**WHAT TO DO:** Your task is to work out how many lines in the data that follows hold "OrderBy" and to state that number alone.

(Saved data entries)

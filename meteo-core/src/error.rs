use thiserror::Error;

/// Failures of a single current-weather request. None of them are retried.
#[derive(Debug, Error)]
pub enum WeatherError {
    /// Connection, timeout or body read failure.
    #[error("Transport error talking to Open-Meteo: {0}")]
    Transport(#[source] reqwest::Error),

    /// Open-Meteo answered with something other than 200.
    #[error("Open-Meteo request failed with HTTP {code}: {reason}")]
    HttpStatus { code: u16, reason: String },

    /// The body was not valid JSON.
    #[error("Failed to parse Open-Meteo response JSON: {0}")]
    Parse(#[from] serde_json::Error),

    #[error(
        "Invalid coordinates ({latitude}, {longitude}): latitude must be -90..=90, longitude -180..=180"
    )]
    InvalidCoordinates { latitude: f64, longitude: f64 },

    #[error("Failed to build HTTP client: {0}")]
    ClientBuild(#[source] reqwest::Error),
}

impl WeatherError {
    pub fn status_code(&self) -> Option<u16> {
        match self {
            WeatherError::HttpStatus { code, .. } => Some(*code),
            _ => None,
        }
    }
}
//! Composition of the property definition listing query.
//!
//! [PropertyDefinitionQuery::compose] turns a set of [PropertyDefinitionFilters] into an
//! ordered list of [Predicate]s that must all hold, the source of the derived
//! `is_event_property` column and the final ordering. Storage adapters render this
//! into their own query language, binding every caller supplied value as a parameter.

use crate::domain::{
    hidden::excluded_with_hidden,
    models::{Page, PropertyDefinitionFilters, TeamId},
};


/// Names which are never returned when only numerical properties are requested
pub const NUMERICAL_EXCLUDED_NAMES: [&str; 2] = ["distinct_id", "timestamp"];

/// Columns the free text search matches against
pub const SEARCH_FIELDS: &[SearchField] = &[SearchField::Name];

/// A column which can be searched with a free text term
#[derive(Debug, Clone, Copy, PartialEq, Eq)]
pub enum SearchField {
    /// the property name
    Name,
}

/// A single condition on a property definition row. All predicates of a query are AND-combined.
#[derive(Debug, Clone, PartialEq)]
pub enum Predicate {
    /// the row belongs to this team
    Team(TeamId),
    /// the name is none of these
    NameNotIn(Vec<String>),
    /// the name is one of these
    NameIn(Vec<String>),
    /// the row is numerical and not one of [NUMERICAL_EXCLUDED_NAMES]
    NumericalOnly,
    /// the derived `is_event_property` column equals this value
    EventPropertyIs(bool),
    /// every term matches at least one of the fields, case insensitively
    Search {
        /// fields matched against
        fields: &'static [SearchField],
        /// the terms, each of which must match
        terms: Vec<String>,
    },
}

/// A column the result set can be ordered by
#[derive(Debug, Clone, Copy, PartialEq, Eq)]
pub enum OrderColumn {
    /// the derived column
    IsEventProperty,
    /// usage in the last 30 days
    QueryUsage30Day,
    /// the property name
    Name,
}

/// Direction of an [OrderTerm]
#[derive(Debug, Clone, Copy, PartialEq, Eq)]
pub enum Direction {
    /// ascending
    Asc,
    /// descending
    Desc,
}

/// Where nulls are placed by an [OrderTerm]
#[derive(Debug, Clone, Copy, PartialEq, Eq)]
pub enum Nulls {
    /// nulls before any value
    First,
    /// nulls after any value
    Last,
}

/// One term of an `ORDER BY` clause
#[derive(Debug, Clone, Copy, PartialEq, Eq)]
pub struct OrderTerm {
    /// the column to order by
    pub column: OrderColumn,
    /// ascending or descending
    pub direction: Direction,
    /// explicit null placement, if any
    pub nulls: Option<Nulls>,
}

impl OrderTerm {
    /// order ascending by the input column
    pub fn asc(column: OrderColumn) -> Self {
        OrderTerm {
            column,
            direction: Direction::Asc,
            nulls: None,
        }
    }

    /// order descending by the input column
    pub fn desc(column: OrderColumn) -> Self {
        OrderTerm {
            column,
            direction: Direction::Desc,
            nulls: None,
        }
    }

    /// place nulls after every value
    pub fn nulls_last(self) -> Self {
        OrderTerm {
            nulls: Some(Nulls::Last),
            ..self
        }
    }
}

/// Builder for an ordered list of [OrderTerm]s
#[derive(Debug, Clone, Default, PartialEq, Eq)]
pub struct OrderBy {
    terms: Vec<OrderTerm>,
}

impl OrderBy {
    /// append a term which is applied when all previous terms compare equal
    pub fn then(mut self, term: OrderTerm) -> Self {
        self.terms.push(term);
        self
    }

    /// the terms in application order
    pub fn terms(&self) -> &[OrderTerm] {
        &self.terms
    }
}

/// Split a free text search into its terms.
/// NUL characters are dropped and commas separate terms just like whitespace does.
pub fn search_terms(search: &str) -> Vec<String> {
    search
        .replace('\0', "")
        .replace(',', " ")
        .split_whitespace()
        .map(str::to_string)
        .collect()
}

/// A fully composed listing query for one team
#[derive(Debug, Clone, PartialEq)]
pub struct PropertyDefinitionQuery {
    /// event names the derived `is_event_property` column is computed against.
    /// When this is [None] the column is null for every row.
    pub event_names: Option<Vec<String>>,
    /// conditions which must all hold
    pub predicates: Vec<Predicate>,
    /// final ordering of the rows
    pub order_by: OrderBy,
    /// pagination applied after ordering
    pub page: Page,
}

impl PropertyDefinitionQuery {
    /// Compose the listing query for a team.
    ///
    /// The hidden property set is always excluded. An inclusion through `names` never
    /// overrides an exclusion since both predicates must hold.
    pub fn compose(team_id: TeamId, filters: &PropertyDefinitionFilters) -> Self {
        let mut predicates = vec![
            Predicate::Team(team_id),
            Predicate::NameNotIn(excluded_with_hidden(
                filters.excluded_properties.iter().cloned(),
            )),
        ];

        if let Some(names) = &filters.names {
            predicates.push(Predicate::NameIn(names.clone()));
        }

        if filters.numerical_only {
            predicates.push(Predicate::NumericalOnly);
        }

        let event_names = (!filters.event_names.is_empty()).then(|| filters.event_names.clone());

        if let (Some(_), Some(is_event_property)) = (&event_names, filters.is_event_property) {
            predicates.push(Predicate::EventPropertyIs(is_event_property));
        }

        let terms = filters
            .search
            .as_deref()
            .map(search_terms)
            .unwrap_or_default();
        if !terms.is_empty() {
            predicates.push(Predicate::Search {
                fields: SEARCH_FIELDS,
                terms,
            });
        }

        PropertyDefinitionQuery {
            event_names,
            predicates,
            order_by: Self::default_order(),
            page: filters.page,
        }
    }

    /// associated properties first, then most used, then alphabetical
    pub fn default_order() -> OrderBy {
        OrderBy::default()
            .then(OrderTerm::desc(OrderColumn::IsEventProperty))
            .then(OrderTerm::desc(OrderColumn::QueryUsage30Day).nulls_last())
            .then(OrderTerm::asc(OrderColumn::Name))
    }
}
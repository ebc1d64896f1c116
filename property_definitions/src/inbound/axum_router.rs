//! This module exposes the property definitions resource over http via axum

use std::sync::Arc;

use axum::{
    Json, Router,
    extract::{Path, Query, State},
    http::StatusCode,
    response::{IntoResponse, Response},
    routing::get,
};
use serde::{Deserialize, Serialize};
use utoipa::{IntoParams, ToSchema};
use uuid::Uuid;

use crate::domain::{
    models::{
        ListPropertyDefinitionsParams, PropertyDefinitionErr, PropertyDefinitionView, TeamId,
    },
    ports::PropertyDefinitionService,
};

#[cfg(test)]
mod tests;

/// The route of the collection
pub const PROPERTY_DEFINITIONS_PATH: &str = "/api/projects/:team_id/property_definitions";

/// The route of a single item in the collection
pub const PROPERTY_DEFINITION_PATH: &str = "/api/projects/:team_id/property_definitions/:id";

/// Query parameters accepted by the list endpoint
#[derive(Debug, Default, Deserialize, IntoParams)]
#[into_params(parameter_in = Query)]
pub struct ListParams {
    /// Comma separated list of exact property names to return.
    #[serde(default)]
    properties: Option<String>,
    /// `true` returns only numerical properties.
    #[serde(default)]
    is_numerical: Option<String>,
    /// JSON list of event names. Enables the `is_event_property` column.
    #[serde(default)]
    event_names: Option<String>,
    /// `true` or `false`. Filters on `is_event_property`, requires `event_names`.
    #[serde(default)]
    is_event_property: Option<String>,
    /// JSON list of property names to exclude.
    #[serde(default)]
    excluded_properties: Option<String>,
    /// Free text search on the property name.
    #[serde(default)]
    search: Option<String>,
    /// Max number of rows to return.
    #[serde(default)]
    limit: Option<u32>,
    /// Number of rows to skip.
    #[serde(default)]
    offset: Option<u32>,
}

impl From<ListParams> for ListPropertyDefinitionsParams {
    fn from(params: ListParams) -> Self {
        let ListParams {
            properties,
            is_numerical,
            event_names,
            is_event_property,
            excluded_properties,
            search,
            limit,
            offset,
        } = params;

        ListPropertyDefinitionsParams {
            properties,
            is_numerical,
            event_names,
            is_event_property,
            excluded_properties,
            search,
            limit,
            offset,
        }
    }
}

/// A json error response with a stable machine readable code
#[derive(Debug, Serialize, Deserialize, ToSchema)]
pub struct ErrorResponse<'a> {
    /// Stable identifier of the failure
    pub code: &'a str,
    /// Message to explain failure
    pub message: &'a str,
}

/// Shared state of the property definitions router
pub struct PropertyDefinitionsRouterState<T> {
    service: Arc<T>,
}

impl<T> Clone for PropertyDefinitionsRouterState<T> {
    fn clone(&self) -> Self {
        Self {
            service: self.service.clone(),
        }
    }
}

impl<T> PropertyDefinitionsRouterState<T>
where
    T: PropertyDefinitionService,
{
    /// wrap the input service so it can be shared between requests
    pub fn new(service: T) -> Self {
        PropertyDefinitionsRouterState {
            service: Arc::new(service),
        }
    }
}

/// Build the router for the property definitions resource
pub fn property_definitions_router<T, S>(state: PropertyDefinitionsRouterState<T>) -> Router<S>
where
    T: PropertyDefinitionService,
    S: Clone + Send + Sync + 'static,
{
    Router::new()
        .route(
            PROPERTY_DEFINITIONS_PATH,
            get(list_property_definitions_handler::<T>)
                .post(create_property_definition_handler::<T>),
        )
        .route(
            PROPERTY_DEFINITION_PATH,
            get(retrieve_property_definition_handler::<T>)
                .patch(update_property_definition_handler::<T>)
                .put(update_property_definition_handler::<T>),
        )
        .with_state(state)
}

impl IntoResponse for PropertyDefinitionErr {
    fn into_response(self) -> Response {
        let (status_code, code) = match &self {
            PropertyDefinitionErr::Parse(_) => (StatusCode::BAD_REQUEST, "parse_error"),
            PropertyDefinitionErr::NotFound(_) => (StatusCode::NOT_FOUND, "not_found"),
            PropertyDefinitionErr::FeatureGated => {
                (StatusCode::PAYMENT_REQUIRED, "payment_required")
            }
            PropertyDefinitionErr::Unsupported => {
                (StatusCode::METHOD_NOT_ALLOWED, "method_not_allowed")
            }
            PropertyDefinitionErr::Storage(_) => {
                (StatusCode::INTERNAL_SERVER_ERROR, "internal_error")
            }
        };

        let message = if status_code.is_server_error() {
            tracing::error!(
                error = ?self,
                error_type = "PropertyDefinitionErr",
                "Internal server error"
            );
            "An internal server error has occurred".to_string()
        } else {
            if let PropertyDefinitionErr::Parse(e) = &self {
                tracing::warn!(error = %e, "rejected list parameters");
            }
            self.to_string()
        };

        (
            status_code,
            Json(ErrorResponse {
                code,
                message: &message,
            }),
        )
            .into_response()
    }
}

/// List the property definitions of a team
#[utoipa::path(
    get,
    operation_id = "list_property_definitions",
    path = "/api/projects/{team_id}/property_definitions",
    params(
        ("team_id" = i64, Path, description = "The team which owns the property definitions"),
        ListParams,
    ),
    responses(
        (status = 200, body = Vec<PropertyDefinitionView>),
        (status = 400, body = ErrorResponse),
        (status = 500, body = ErrorResponse),
    ),
    tag = "Property definitions"
)]
#[tracing::instrument(skip(state))]
pub async fn list_property_definitions_handler<T>(
    State(state): State<PropertyDefinitionsRouterState<T>>,
    Path(team_id): Path<TeamId>,
    Query(params): Query<ListParams>,
) -> Result<Json<Vec<PropertyDefinitionView>>, PropertyDefinitionErr>
where
    T: PropertyDefinitionService,
{
    let definitions = state.service.list(team_id, params.into()).await?;

    tracing::info!(
        team_id,
        properties_count = definitions.len(),
        "successfully listed property definitions"
    );

    Ok(Json(definitions))
}

/// Get a single property definition of a team
#[utoipa::path(
    get,
    operation_id = "retrieve_property_definition",
    path = "/api/projects/{team_id}/property_definitions/{id}",
    params(
        ("team_id" = i64, Path, description = "The team which owns the property definition"),
        ("id" = Uuid, Path, description = "Property definition ID"),
    ),
    responses(
        (status = 200, body = PropertyDefinitionView),
        (status = 404, body = ErrorResponse),
        (status = 500, body = ErrorResponse),
    ),
    tag = "Property definitions"
)]
#[tracing::instrument(skip(state))]
pub async fn retrieve_property_definition_handler<T>(
    State(state): State<PropertyDefinitionsRouterState<T>>,
    Path((team_id, id)): Path<(TeamId, Uuid)>,
) -> Result<Json<PropertyDefinitionView>, PropertyDefinitionErr>
where
    T: PropertyDefinitionService,
{
    Ok(Json(state.service.retrieve(team_id, id).await?))
}

/// Property definitions cannot be created through this api
#[utoipa::path(
    post,
    operation_id = "create_property_definition",
    path = "/api/projects/{team_id}/property_definitions",
    params(
        ("team_id" = i64, Path, description = "The team which owns the property definitions"),
    ),
    responses(
        (status = 405, body = ErrorResponse),
    ),
    tag = "Property definitions"
)]
#[tracing::instrument(skip(state, payload))]
pub async fn create_property_definition_handler<T>(
    State(state): State<PropertyDefinitionsRouterState<T>>,
    Path(team_id): Path<TeamId>,
    payload: Option<Json<serde_json::Value>>,
) -> Result<Json<PropertyDefinitionView>, PropertyDefinitionErr>
where
    T: PropertyDefinitionService,
{
    let payload = payload.map(|Json(v)| v).unwrap_or_default();
    Ok(Json(state.service.create(team_id, payload).await?))
}

/// Editing property definitions requires the enterprise edition.
/// The body is never inspected.
#[utoipa::path(
    patch,
    operation_id = "update_property_definition",
    path = "/api/projects/{team_id}/property_definitions/{id}",
    params(
        ("team_id" = i64, Path, description = "The team which owns the property definition"),
        ("id" = Uuid, Path, description = "Property definition ID"),
    ),
    responses(
        (status = 402, body = ErrorResponse),
    ),
    tag = "Property definitions"
)]
#[tracing::instrument(skip(state, payload))]
pub async fn update_property_definition_handler<T>(
    State(state): State<PropertyDefinitionsRouterState<T>>,
    Path((team_id, id)): Path<(TeamId, Uuid)>,
    payload: Option<Json<serde_json::Value>>,
) -> Result<Json<PropertyDefinitionView>, PropertyDefinitionErr>
where
    T: PropertyDefinitionService,
{
    let payload = payload.map(|Json(v)| v).unwrap_or_default();
    Ok(Json(state.service.update(team_id, id, payload).await?))
}
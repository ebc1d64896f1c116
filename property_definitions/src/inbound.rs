//! This module defines the inbound adapters which drive the property definitions domain

pub mod axum_router;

**YOUR SOLUTION:** 5